··· Source material
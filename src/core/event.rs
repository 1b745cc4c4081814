//! Player intents and escape-hatch events.
//!
//! Events carry at most one payload value (the tile being selected or
//! deselected). Transitions match on [`EventKind`] and read the payload
//! through [`Event::value`].

use serde::{Deserialize, Serialize};

/// An event sent to the game controller.
#[derive(Clone, Copy, Debug, PartialEq, Eq, Hash, Serialize, Deserialize)]
#[serde(tag = "type", content = "value", rename_all = "SCREAMING_SNAKE_CASE")]
pub enum Event {
    /// Leave the lobby and start playing.
    Start,
    /// Roll the dice.
    Roll,
    /// Add a tile to the current selection.
    SelectValue(u32),
    /// Remove a tile from the current selection.
    DeselectValue(u32),
    /// Close the selected tiles.
    SubmitMove,
    /// Start over after a win or loss.
    Retry,
    /// Return to the lobby after a win or loss.
    Lobby,
    /// Jump straight to `play.win`.
    Win,
    /// Jump straight to `play.lose`.
    Lose,
}

/// Event discriminant, used as the transition table key.
#[derive(Clone, Copy, Debug, PartialEq, Eq, Hash, Serialize, Deserialize)]
pub enum EventKind {
    Start,
    Roll,
    SelectValue,
    DeselectValue,
    SubmitMove,
    Retry,
    Lobby,
    Win,
    Lose,
}

impl Event {
    /// The payload-free kind of this event.
    #[must_use]
    pub const fn kind(&self) -> EventKind {
        match self {
            Event::Start => EventKind::Start,
            Event::Roll => EventKind::Roll,
            Event::SelectValue(_) => EventKind::SelectValue,
            Event::DeselectValue(_) => EventKind::DeselectValue,
            Event::SubmitMove => EventKind::SubmitMove,
            Event::Retry => EventKind::Retry,
            Event::Lobby => EventKind::Lobby,
            Event::Win => EventKind::Win,
            Event::Lose => EventKind::Lose,
        }
    }

    /// The tile value carried by this event, if any.
    #[must_use]
    pub const fn value(&self) -> Option<u32> {
        match self {
            Event::SelectValue(v) | Event::DeselectValue(v) => Some(*v),
            _ => None,
        }
    }
}

impl std::fmt::Display for EventKind {
    fn fmt(&self, f: &mut std::fmt::Formatter<'_>) -> std::fmt::Result {
        let name = match self {
            EventKind::Start => "START",
            EventKind::Roll => "ROLL",
            EventKind::SelectValue => "SELECT_VALUE",
            EventKind::DeselectValue => "DESELECT_VALUE",
            EventKind::SubmitMove => "SUBMIT_MOVE",
            EventKind::Retry => "RETRY",
            EventKind::Lobby => "LOBBY",
            EventKind::Win => "WIN",
            EventKind::Lose => "LOSE",
        };
        f.write_str(name)
    }
}

impl std::fmt::Display for Event {
    fn fmt(&self, f: &mut std::fmt::Formatter<'_>) -> std::fmt::Result {
        match self.value() {
            Some(value) => write!(f, "{}({})", self.kind(), value),
            None => write!(f, "{}", self.kind()),
        }
    }
}
//! One-shot timers on a logical clock.
//!
//! The scheduler never sleeps or spawns. Time moves only when the owner
//! calls [`Scheduler::advance`], and due timers are handed back one at a
//! time through [`Scheduler::pop_due`]. Each timer remembers the state that
//! armed it so leaving that state can cancel it.

use std::time::Duration;

use super::state::StateValue;
use super::table::Target;

/// Timer identifier, unique per scheduler.
#[derive(Clone, Copy, Debug, PartialEq, Eq, Hash, PartialOrd, Ord)]
pub struct TimerId(pub u64);

/// A pending delayed transition.
#[derive(Clone, Copy, Debug, PartialEq, Eq)]
pub struct Timer {
    pub id: TimerId,
    /// State that armed the timer.
    pub owner: StateValue,
    /// Where to go when it fires.
    pub target: Target,
    /// Delay it was armed with.
    pub delay: Duration,
    /// Logical time at which it fires.
    pub due: Duration,
}

/// Logical clock with pending timers ordered by due time.
#[derive(Clone, Debug, Default)]
pub struct Scheduler {
    now: Duration,
    next_id: u64,
    pending: Vec<Timer>,
}

impl Scheduler {
    #[must_use]
    pub fn new() -> Self {
        Self::default()
    }

    /// Current logical time.
    #[must_use]
    pub fn now(&self) -> Duration {
        self.now
    }

    /// Arm a timer that fires `delay` from now.
    pub fn schedule(&mut self, owner: StateValue, target: Target, delay: Duration) -> TimerId {
        let id = TimerId(self.next_id);
        self.next_id += 1;

        let timer = Timer {
            id,
            owner,
            target,
            delay,
            due: self.now.saturating_add(delay),
        };
        // Ties fire in scheduling order
        let index = self.pending.partition_point(|t| t.due <= timer.due);
        self.pending.insert(index, timer);
        id
    }

    /// Cancel every timer armed by `owner`, returning how many were dropped.
    pub fn cancel_owned_by(&mut self, owner: StateValue) -> usize {
        let before = self.pending.len();
        self.pending.retain(|t| t.owner != owner);
        before - self.pending.len()
    }

    /// Move the clock forward.
    pub fn advance(&mut self, elapsed: Duration) {
        self.now = self.now.saturating_add(elapsed);
    }

    /// Remove and return the earliest timer that is due, if any.
    pub fn pop_due(&mut self) -> Option<Timer> {
        match self.pending.first() {
            Some(timer) if timer.due <= self.now => Some(self.pending.remove(0)),
            _ => None,
        }
    }

    /// Timers not yet fired, earliest first.
    #[must_use]
    pub fn pending(&self) -> &[Timer] {
        &self.pending
    }

    /// When the next timer fires.
    #[must_use]
    pub fn next_due(&self) -> Option<Duration> {
        self.pending.first().map(|t| t.due)
    }
}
······
-- Aim of the exercise --
Could you write out the full data verbatim?

-- Completed exercise --
filename src/core/event.rs
repository 1b745cc4c4081814
//! Player intents and escape-hatch events.
//!
//! Events carry at most one payload value (the tile being selected or
//! deselected). Transitions match on [`EventKind`] and read the payload
//! through [`Event::value`].

use serde::{Deserialize, Serialize};

/// An event sent to the game controller.
#[derive(Clone, Copy, Debug, PartialEq, Eq, Hash, Serialize, Deserialize)]
#[serde(tag = "type", content = "value", rename_all = "SCREAMING_SNAKE_CASE")]
pub enum Event {
    /// Leave the lobby and start playing.
    Start,
    /// Roll the dice.
    Roll,
    /// Add a tile to the current selection.
    SelectValue(u32),
    /// Remove a tile from the current selection.
    DeselectValue(u32),
    /// Close the selected tiles.
    SubmitMove,
    /// Start over after a win or loss.
    Retry,
    /// Return to the lobby after a win or loss.
    Lobby,
    /// Jump straight to `play.win`.
    Win,
    /// Jump straight to `play.lose`.
    Lose,
}

/// Event discriminant, used as the transition table key.
#[derive(Clone, Copy, Debug, PartialEq, Eq, Hash, Serialize, Deserialize)]
pub enum EventKind {
    Start,
    Roll,
    SelectValue,
    DeselectValue,
    SubmitMove,
    Retry,
    Lobby,
    Win,
    Lose,
}

impl Event {
    /// The payload-free kind of this event.
    #[must_use]
    pub const fn kind(&self) -> EventKind {
        match self {
            Event::Start => EventKind::Start,
            Event::Roll => EventKind::Roll,
            Event::SelectValue(_) => EventKind::SelectValue,
            Event::DeselectValue(_) => EventKind::DeselectValue,
            Event::SubmitMove => EventKind::SubmitMove,
            Event::Retry => EventKind::Retry,
            Event::Lobby => EventKind::Lobby,
            Event::Win => EventKind::Win,
            Event::Lose => EventKind::Lose,
        }
    }

    /// The tile value carried by this event, if any.
    #[must_use]
    pub const fn value(&self) -> Option<u32> {
        match self {
            Event::SelectValue(v) | Event::DeselectValue(v) => Some(*v),
            _ => None,
        }
    }
}

impl std::fmt::Display for EventKind {
    fn fmt(&self, f: &mut std::fmt::Formatter<'_>) -> std::fmt::Result {
        let name = match self {
            EventKind::Start => "START",
            EventKind::Roll => "ROLL",
            EventKind::SelectValue => "SELECT_VALUE",
            EventKind::DeselectValue => "DESELECT_VALUE",
            EventKind::SubmitMove => "SUBMIT_MOVE",
            EventKind::Retry => "RETRY",
            EventKind::Lobby => "LOBBY",
            EventKind::Win => "WIN",
            EventKind::Lose => "LOSE",
        };
        f.write_str(name)
    }
}

impl std::fmt::Display for Event {
    fn fmt(&self, f: &mut std::fmt::Formatter<'_>) -> std::fmt::Result {
        match self.value() {
            Some(value) => write!(f, "{}({})", self.kind(), value),
            None => write!(f, "{}", self.kind()),
        }
    }
}
//! One-shot timers on a logical clock.
//!
//! The scheduler never sleeps or spawns. Time moves only when the owner
//! calls [`Scheduler::advance`], and due timers are handed back one at a
//! time through [`Scheduler::pop_due`]. Each timer remembers the state that
//! armed it so leaving that state can cancel it.

use std::time::Duration;

use super::state::StateValue;
use super::table::Target;

/// Timer identifier, unique per scheduler.
#[derive(Clone, Copy, Debug, PartialEq, Eq, Hash, PartialOrd, Ord)]
pub struct TimerId(pub u64);

/// A pending delayed transition.
#[derive(Clone, Copy, Debug, PartialEq, Eq)]
pub struct Timer {
    pub id: TimerId,
    /// State that armed the timer.
    pub owner: StateValue,
    /// Where to go when it fires.
    pub target: Target,
    /// Delay it was armed with.
    pub delay: Duration,
    /// Logical time at which it fires.
    pub due: Duration,
}

/// Logical clock with pending timers ordered by due time.
#[derive(Clone, Debug, Default)]
pub struct Scheduler {
    now: Duration,
    next_id: u64,
    pending: Vec<Timer>,
}

impl Scheduler {
    #[must_use]
    pub fn new() -> Self {
        Self::default()
    }

    /// Current logical time.
    #[must_use]
    pub fn now(&self) -> Duration {
        self.now
    }

    /// Arm a timer that fires `delay` from now.
    pub fn schedule(&mut self, owner: StateValue, target: Target, delay: Duration) -> TimerId {
        let id = TimerId(self.next_id);
        self.next_id += 1;

        let timer = Timer {
            id,
            owner,
            target,
            delay,
            due: self.now.saturating_add(delay),
        };
        // Ties fire in scheduling order
        let index = self.pending.partition_point(|t| t.due <= timer.due);
        self.pending.insert(index, timer);
        id
    }

    /// Cancel every timer armed by `owner`, returning how many were dropped.
    pub fn cancel_owned_by(&mut self, owner: StateValue) -> usize {
        let before = self.pending.len();
        self.pending.retain(|t| t.owner != owner);
        before - self.pending.len()
    }

    /// Move the clock forward.
    pub fn advance(&mut self, elapsed: Duration) {
        self.now = self.now.saturating_add(elapsed);
    }

    /// Remove and return the earliest timer that is due, if any.
    pub fn pop_due(&mut self) -> Option<Timer> {
        match self.pending.first() {
            Some(timer) if timer.due <= self.now => Some(self.pending.remove(0)),
            _ => None,
        }
    }

    /// Timers not yet fired, earliest first.
    #[must_use]
    pub fn pending(&self) -> &[Timer] {
        &self.pending
    }

    /// When the next timer fires.
    #[must_use]
    pub fn next_due(&self) -> Option<Duration> {
        self.pending.first().map(|t| t.due)
    }
}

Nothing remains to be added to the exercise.